Task brief
Please report every line in the entries that contains the string "read".

↓↓↓

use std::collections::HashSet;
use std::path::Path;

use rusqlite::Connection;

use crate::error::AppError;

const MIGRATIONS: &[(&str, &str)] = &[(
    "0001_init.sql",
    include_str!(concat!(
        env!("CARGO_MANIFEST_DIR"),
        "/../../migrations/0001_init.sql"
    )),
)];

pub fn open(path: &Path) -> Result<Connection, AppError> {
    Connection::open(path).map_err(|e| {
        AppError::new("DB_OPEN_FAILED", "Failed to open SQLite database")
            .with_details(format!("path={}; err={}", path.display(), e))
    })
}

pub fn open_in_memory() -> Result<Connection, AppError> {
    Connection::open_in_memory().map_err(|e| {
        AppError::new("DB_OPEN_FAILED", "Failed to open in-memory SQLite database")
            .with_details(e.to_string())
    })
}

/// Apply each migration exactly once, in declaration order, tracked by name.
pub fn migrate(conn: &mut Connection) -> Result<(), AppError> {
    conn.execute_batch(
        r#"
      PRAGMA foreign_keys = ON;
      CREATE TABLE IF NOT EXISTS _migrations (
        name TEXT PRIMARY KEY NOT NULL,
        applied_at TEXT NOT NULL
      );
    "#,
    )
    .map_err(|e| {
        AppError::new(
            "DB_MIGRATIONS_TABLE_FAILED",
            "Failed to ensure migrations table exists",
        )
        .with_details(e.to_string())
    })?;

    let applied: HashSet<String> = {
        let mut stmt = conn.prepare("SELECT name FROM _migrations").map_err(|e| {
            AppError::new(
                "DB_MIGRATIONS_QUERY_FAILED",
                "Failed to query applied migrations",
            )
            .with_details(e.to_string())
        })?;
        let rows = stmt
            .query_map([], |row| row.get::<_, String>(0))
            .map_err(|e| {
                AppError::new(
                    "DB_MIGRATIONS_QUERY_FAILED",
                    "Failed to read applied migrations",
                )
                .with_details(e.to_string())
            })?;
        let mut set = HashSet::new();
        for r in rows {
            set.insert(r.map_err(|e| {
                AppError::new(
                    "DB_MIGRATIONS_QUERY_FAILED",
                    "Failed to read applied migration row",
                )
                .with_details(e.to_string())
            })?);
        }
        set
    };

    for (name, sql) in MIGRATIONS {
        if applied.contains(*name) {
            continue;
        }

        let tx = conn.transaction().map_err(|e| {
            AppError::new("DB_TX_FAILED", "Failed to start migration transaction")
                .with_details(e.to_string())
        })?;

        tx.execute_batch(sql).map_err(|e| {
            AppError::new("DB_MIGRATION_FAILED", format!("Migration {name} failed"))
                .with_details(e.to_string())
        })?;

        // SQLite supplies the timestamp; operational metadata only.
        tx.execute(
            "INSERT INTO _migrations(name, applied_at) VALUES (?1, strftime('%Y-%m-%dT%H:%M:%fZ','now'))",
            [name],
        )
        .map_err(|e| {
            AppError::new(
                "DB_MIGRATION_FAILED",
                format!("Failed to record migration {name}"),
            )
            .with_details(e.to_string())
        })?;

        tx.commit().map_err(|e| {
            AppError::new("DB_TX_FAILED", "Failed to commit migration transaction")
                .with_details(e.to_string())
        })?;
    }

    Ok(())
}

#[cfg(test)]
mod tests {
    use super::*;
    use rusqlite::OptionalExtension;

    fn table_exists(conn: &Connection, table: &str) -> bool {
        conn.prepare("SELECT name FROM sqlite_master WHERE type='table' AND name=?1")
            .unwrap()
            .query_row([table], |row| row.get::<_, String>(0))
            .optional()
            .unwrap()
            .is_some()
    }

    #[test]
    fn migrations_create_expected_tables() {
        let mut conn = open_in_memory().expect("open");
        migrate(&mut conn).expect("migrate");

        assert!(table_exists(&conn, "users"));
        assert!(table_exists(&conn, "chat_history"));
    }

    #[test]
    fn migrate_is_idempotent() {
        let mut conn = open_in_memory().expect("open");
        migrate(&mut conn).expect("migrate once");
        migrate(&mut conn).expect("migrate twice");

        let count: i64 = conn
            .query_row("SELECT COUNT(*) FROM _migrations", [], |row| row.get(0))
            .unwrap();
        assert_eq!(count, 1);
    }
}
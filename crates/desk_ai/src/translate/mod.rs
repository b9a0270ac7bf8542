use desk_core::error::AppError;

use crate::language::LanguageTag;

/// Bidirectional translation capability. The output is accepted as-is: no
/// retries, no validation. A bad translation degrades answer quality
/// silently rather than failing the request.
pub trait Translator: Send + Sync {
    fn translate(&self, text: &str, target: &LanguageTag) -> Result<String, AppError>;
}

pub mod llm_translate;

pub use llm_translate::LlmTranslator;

↑↑↑

Solved exercise
                    "Failed to read applied migrations",
                    "Failed to read applied migration row",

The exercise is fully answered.